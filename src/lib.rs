//! # Etiqueta - Barcode Label Library
//!
//! Etiqueta composes barcode labels and prints them on Zebra-compatible
//! label printers through the host OS print spooler. It provides:
//!
//! - **Symbology registry**: CODE128, CODE39, EAN13, EAN8, UPC-A and ITF,
//!   with per-format validation
//! - **Preview**: grayscale label bitmaps with captions, exportable as PNG
//! - **Protocol**: a fixed-layout ZPL command stream for 52×33mm labels
//! - **Transport**: raw print jobs through the Windows spooler or CUPS
//! - **Batch**: numbered labels from tabular rows, printing and export
//!
//! ## Quick Start
//!
//! ```no_run
//! use etiqueta::{
//!     preview::{ComposerConfig, LabelComposer},
//!     protocol,
//!     transport,
//! };
//!
//! // Preview for the operator
//! let composer = LabelComposer::new(ComposerConfig::default())?;
//! let label = composer.compose("CODE128", "12345.01", Some("GARCIA PEREZ"), None)?;
//! label.save_png("label.png".as_ref())?;
//!
//! // Command stream for the printer
//! let zpl = protocol::encode("CODE128", "12345.01", Some("GARCIA PEREZ"));
//!
//! // Two copies through the OS spooler
//! let spooler = transport::system_spooler();
//! let report = spooler.send_copies("Zebra ZD420", &zpl, 2);
//! println!("printed {}", report);
//!
//! # Ok::<(), etiqueta::EtiquetaError>(())
//! ```
//!
//! ## Module Overview
//!
//! | Module | Description |
//! |--------|-------------|
//! | [`symbology`] | Format registry, validation, bar patterns |
//! | [`preview`] | Label composer and fonts |
//! | [`protocol`] | ZPL command builders and label encoder |
//! | [`transport`] | Spooler contract and OS backends |
//! | [`batch`] | Sessions, row selection, batch print and export |
//! | [`printer`] | Label stock configurations |
//! | [`request`] | Validated label requests |
//! | [`error`] | Error types |
//!
//! ## The Two Renderings
//!
//! The preview bitmap is for on-screen confirmation only. The printer
//! receives the ZPL stream, which re-expresses the same code and caption
//! at fixed physical coordinates. Both carry the same logical content.

pub mod batch;
pub mod error;
pub mod preview;
pub mod printer;
pub mod protocol;
pub mod request;
pub mod symbology;
pub mod transport;

// Re-exports for convenience
pub use error::EtiquetaError;
pub use printer::LabelConfig;
pub use request::LabelRequest;
pub use symbology::Symbology;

= = =

- **Task brief**:
Word for word, restate the lines from the one holding "pub mod protocol;" to the last line of the records.

- **Answer for this exercise**:
pub mod protocol;
pub mod request;
pub mod symbology;
pub mod transport;

// Re-exports for convenience
pub use error::EtiquetaError;
pub use printer::LabelConfig;
pub use request::LabelRequest;
pub use symbology::Symbology;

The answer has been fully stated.